======== DATASET ENTRIES ========

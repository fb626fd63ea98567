use crate::parcel::ParcelPolygon;

use super::JoinResult;

/// A parcel with its administrative identifiers and sequence number.
#[derive(Debug, Clone, PartialEq)]
pub struct EnrichedParcel {
    pub parcel: ParcelPolygon,
    pub join: JoinResult,
    /// 1-based position in input order.
    pub parcel_num: u32,
}

/// Number parcels 1..=N in the order they were closed.
pub fn sequence(parcels: Vec<ParcelPolygon>, joins: Vec<JoinResult>) -> Vec<EnrichedParcel> {
    debug_assert_eq!(parcels.len(), joins.len(), "one join result per parcel");
    parcels.into_iter()
        .zip(joins)
        .zip(1..)
        .map(|((parcel, join), parcel_num)| EnrichedParcel { parcel, join, parcel_num })
        .collect()
}

#[cfg(test)]
mod tests {
    use geo::Point;

    use super::*;

    #[test]
    fn numbers_follow_input_order_regardless_of_join() {
        let square = [(0.0, 0.0), (1.0, 0.0), (1.0, 1.0), (0.0, 1.0)].map(|(x, y)| Point::new(x, y));
        let parcels: Vec<_> = ["C", "A", "B"].iter()
            .map(|id| ParcelPolygon::close(id, &square, None).unwrap())
            .collect();
        let joins = vec![
            JoinResult { region_id: 999, region_name: None, block_id: 999 },
            JoinResult { region_id: 1, region_name: None, block_id: 4 },
            JoinResult { region_id: 999, region_name: None, block_id: 2 },
        ];

        let enriched = sequence(parcels, joins);
        assert_eq!(enriched.iter().map(|p| p.parcel_num).collect::<Vec<_>>(), [1, 2, 3]);
        assert_eq!(enriched.iter().map(|p| p.parcel.parcel_id.as_str()).collect::<Vec<_>>(), ["C", "A", "B"]);
        assert_eq!(enriched[1].join.block_id, 4);
    }

    #[test]
    fn no_parcels_no_numbers() {
        assert!(sequence(vec![], vec![]).is_empty());
    }
}
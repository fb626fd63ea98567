use geo::Point;

use crate::error::{Error, Result};
use crate::geom::algorithm::{decimal_degrees, PolarProject};

use super::TraverseRecord;

/// Turn one traverse row into a point in the working reference system.
///
/// - An absolute X/Y fix is used as given.
/// - A complete polar leg is projected from `prev`.
/// - A row that carries only an offset reuses `prev` unchanged.
///
/// `prev` is `None` on the first row of a parcel, which must be an absolute fix.
pub fn resolve(prev: Option<Point<f64>>, record: &TraverseRecord) -> Result<Point<f64>> {
    if let (Some(x), Some(y)) = (&record.x, &record.y) {
        let x = record.number(x, "XY")?;
        let y = record.number(y, "XY")?;
        return Ok(Point::new(x, y));
    }

    let Some(prev) = prev else {
        return Err(Error::MissingStart { parcel: record.parcel_id.clone() });
    };

    if let (Some(degrees), Some(minutes), Some(distance)) = (&record.degrees, &record.minutes, &record.distance) {
        let bearing = decimal_degrees(
            record.number(degrees, "bearing/distance")?,
            record.number(minutes, "bearing/distance")?,
        );
        let distance = record.number(distance, "bearing/distance")?;
        return Ok(prev.project(distance, bearing));
    }

    if record.is_offset_only() {
        return Ok(prev);
    }

    Err(Error::malformed(&record.parcel_id, &record.beacon_num, "bearing/distance"))
}
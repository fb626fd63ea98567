//! Submission notice sent to the registry service after a run is reviewed.

use serde::{Deserialize, Serialize};

use crate::pipeline::PipelineOutput;

/// JSON body posted to the notification endpoint.
#[derive(Debug, Clone, PartialEq, Eq, Serialize, Deserialize)]
pub struct SubmissionNotice {
    pub application_number: String,
    pub lga_name: String,
    pub block_number: String,
    pub parcel_number: String,
}

impl SubmissionNotice {
    /// Describe a run by its first parcel. Returns `None` for a run with no parcels.
    pub fn from_output(application_number: &str, output: &PipelineOutput) -> Option<Self> {
        let first = output.parcels.first()?;
        Some(Self {
            application_number: application_number.to_string(),
            lga_name: first.join.region_name.clone().unwrap_or_else(|| first.join.region_id.to_string()),
            block_number: first.join.block_id.to_string(),
            parcel_number: first.parcel_num.to_string(),
        })
    }
}

/// Post `notice` to `endpoint` once. Failures are returned, never retried.
/// Any 2xx reply counts as accepted; its body is only logged.
#[cfg(feature = "notify")]
pub fn send(endpoint: &str, notice: &SubmissionNotice) -> crate::error::Result<()> {
    let response = reqwest::blocking::Client::new()
        .post(endpoint)
        .json(notice)
        .send()?
        .error_for_status()?;
    let status = response.status();
    let body = response.text().unwrap_or_default();
    tracing::info!(endpoint, application = %notice.application_number, %status, body = %body, "submission notice accepted");
    Ok(())
}
use crate::error::{Error, Result};

/// One row of the traverse table, kept as text until a component consumes it
/// so parse failures can name the parcel and beacon.
///
/// Empty strings are stored as `None`.
#[derive(Debug, Clone, Default, PartialEq)]
pub struct TraverseRecord {
    pub parcel_id: String,
    pub beacon_num: String,
    pub x: Option<String>,
    pub y: Option<String>,
    pub degrees: Option<String>,
    pub minutes: Option<String>,
    pub distance: Option<String>,
    pub offset: Option<String>,
}

/// Number of columns in the fixed table layout.
pub const TRAVERSE_COLUMNS: usize = 8;

#[inline]
fn field(value: Option<&str>) -> Option<String> {
    value.map(str::trim).filter(|v| !v.is_empty()).map(str::to_string)
}

impl TraverseRecord {
    /// Build a record from the positional columns
    /// `parcel_id, beacon_num, x, y, degrees, minutes, distance, offset`.
    /// Missing trailing columns are treated as empty.
    pub fn from_fields(fields: &[Option<&str>]) -> Self {
        let at = |i: usize| field(fields.get(i).copied().flatten());
        Self {
            parcel_id: at(0).unwrap_or_default(),
            beacon_num: at(1).unwrap_or_default(),
            x: at(2),
            y: at(3),
            degrees: at(4),
            minutes: at(5),
            distance: at(6),
            offset: at(7),
        }
    }

    /// Absolute fix: both X and Y are present.
    #[inline]
    pub fn has_xy(&self) -> bool { self.x.is_some() && self.y.is_some() }

    /// Complete polar leg: degrees, minutes and distance are all present.
    #[inline]
    pub fn has_leg(&self) -> bool {
        self.degrees.is_some() && self.minutes.is_some() && self.distance.is_some()
    }

    /// True when no coordinate or leg column carries anything.
    #[inline]
    pub fn is_offset_only(&self) -> bool {
        self.offset.is_some()
            && self.x.is_none() && self.y.is_none()
            && self.degrees.is_none() && self.minutes.is_none() && self.distance.is_none()
    }

    /// Parse a numeric column, naming this row on failure.
    pub(crate) fn number(&self, value: &str, what: &str) -> Result<f64> {
        value.parse::<f64>().ok()
            .filter(|v| v.is_finite())
            .ok_or_else(|| Error::malformed(&self.parcel_id, &self.beacon_num, format!("{what} value '{value}'")))
    }

    /// The road offset carried by this row, if any.
    pub fn offset_value(&self) -> Result<Option<f64>> {
        self.offset.as_deref().map(|v| self.number(v, "offset")).transpose()
    }
}
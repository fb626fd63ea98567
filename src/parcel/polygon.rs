use geo::{Area, Centroid, Distance, Euclidean, LineString, Point, Polygon, Validation};

use crate::error::{Error, Result};
use crate::geom::algorithm::{transform_geometry, CoordTransform};

/// Smallest planar area, in squared working units, accepted for a parcel.
const MIN_AREA: f64 = 1e-9;

/// A last point this close to the first, in working units, closes the ring.
const CLOSE_TOLERANCE: f64 = 1e-6;

/// A closed, validated parcel boundary in the storage reference system.
#[derive(Debug, Clone, PartialEq)]
pub struct ParcelPolygon {
    pub parcel_id: String,
    /// Exterior ring, first vertex repeated as last.
    pub polygon: Polygon<f64>,
    /// Absolute planar area.
    pub area: f64,
    /// Area centroid, used as the parcel's representative point for joins.
    pub centroid: Point<f64>,
}

impl ParcelPolygon {
    /// Close a ring of resolved points into a validated parcel polygon.
    ///
    /// A traverse that returns to its start lands within rounding of it, so a
    /// last point within `CLOSE_TOLERANCE` of the first is replaced by the
    /// first. The ring must then be simple with positive area. Validation
    /// runs in the working system; area and centroid are measured after
    /// reprojection.
    pub fn close(parcel_id: &str, points: &[Point<f64>], tr: Option<&dyn CoordTransform>) -> Result<Self> {
        let mut points = points.to_vec();
        let returns_to_start = match points.as_slice() {
            [first, .., last] => Euclidean.distance(*first, *last) <= CLOSE_TOLERANCE,
            _ => false,
        };
        if returns_to_start { points.pop(); }
        let mut ring = LineString::from(points);
        ring.close();

        let polygon = Polygon::new(ring, vec![]);
        polygon.check_validation()
            .map_err(|invalid| Error::invalid_geometry(parcel_id, invalid.to_string()))?;
        if polygon.signed_area().abs() <= MIN_AREA {
            return Err(Error::invalid_geometry(parcel_id, "ring has zero area"));
        }

        let polygon = match tr {
            Some(tr) => transform_geometry(tr, &polygon)?,
            None => polygon,
        };

        let area = polygon.unsigned_area();
        let centroid = polygon.centroid()
            .ok_or_else(|| Error::invalid_geometry(parcel_id, "polygon has no centroid"))?;

        Ok(Self { parcel_id: parcel_id.to_string(), polygon, area, centroid })
    }

    /// Number of distinct vertices.
    #[inline]
    pub fn num_vertices(&self) -> usize { self.polygon.exterior().0.len().saturating_sub(1) }
}
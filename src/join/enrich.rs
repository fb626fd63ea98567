use std::fmt;

use crate::parcel::ParcelPolygon;

use super::BoundaryLayer;

/// Which boundary layer a join ran against.
#[derive(Debug, Clone, Copy, PartialEq, Eq, Hash)]
pub enum LayerKind {
    Region,
    Block,
}

impl fmt::Display for LayerKind {
    fn fmt(&self, f: &mut fmt::Formatter<'_>) -> fmt::Result {
        match self {
            LayerKind::Region => write!(f, "region"),
            LayerKind::Block => write!(f, "block"),
        }
    }
}

/// Administrative identifiers assigned to one parcel.
#[derive(Debug, Clone, PartialEq)]
pub struct JoinResult {
    pub region_id: i64,
    pub region_name: Option<String>,
    pub block_id: i64,
}

/// A parcel centroid that matched nothing in one layer.
#[derive(Debug, Clone, PartialEq, Eq)]
pub struct JoinMiss {
    pub parcel_id: String,
    pub layer: LayerKind,
}

/// Join every parcel centroid against the region and block layers.
///
/// A centroid matches a feature it lies within or on the boundary of. A
/// parcel with no match in a layer gets `sentinel` for that layer and a
/// recorded miss. Results are returned in parcel order.
pub fn enrich(
    parcels: &[ParcelPolygon],
    regions: &BoundaryLayer,
    blocks: &BoundaryLayer,
    sentinel: i64,
) -> (Vec<JoinResult>, Vec<JoinMiss>) {
    let mut misses = Vec::new();
    let mut miss = |parcel: &ParcelPolygon, layer: LayerKind| {
        tracing::warn!(parcel = %parcel.parcel_id, %layer, "no spatial join match, using sentinel {sentinel}");
        misses.push(JoinMiss { parcel_id: parcel.parcel_id.clone(), layer });
    };

    let results = parcels.iter()
        .map(|parcel| {
            let region = regions.query_intersecting(&parcel.centroid);
            if region.is_none() { miss(parcel, LayerKind::Region) }

            let block = blocks.query_intersecting(&parcel.centroid);
            if block.is_none() { miss(parcel, LayerKind::Block) }

            JoinResult {
                region_id: region.map_or(sentinel, |f| f.id),
                region_name: region.and_then(|f| f.name.clone()),
                block_id: block.map_or(sentinel, |f| f.id),
            }
        })
        .collect();

    (results, misses)
}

========

• PROMPT
Starting at the line above that contains "pub struct JoinResult", repeat each line exactly up to and including the line that contains "let mut miss = |parcel: &ParcelPolygon, layer: LayerKind|", and stop there.

• SOLUTION TO THE PROBLEM
pub struct JoinResult {
    pub region_id: i64,
    pub region_name: Option<String>,
    pub block_id: i64,
}

/// A parcel centroid that matched nothing in one layer.
#[derive(Debug, Clone, PartialEq, Eq)]
pub struct JoinMiss {
    pub parcel_id: String,
    pub layer: LayerKind,
}

/// Join every parcel centroid against the region and block layers.
///
/// A centroid matches a feature it lies within or on the boundary of. A
/// parcel with no match in a layer gets `sentinel` for that layer and a
/// recorded miss. Results are returned in parcel order.
pub fn enrich(
    parcels: &[ParcelPolygon],
    regions: &BoundaryLayer,
    blocks: &BoundaryLayer,
    sentinel: i64,
) -> (Vec<JoinResult>, Vec<JoinMiss>) {
    let mut misses = Vec::new();
    let mut miss = |parcel: &ParcelPolygon, layer: LayerKind| {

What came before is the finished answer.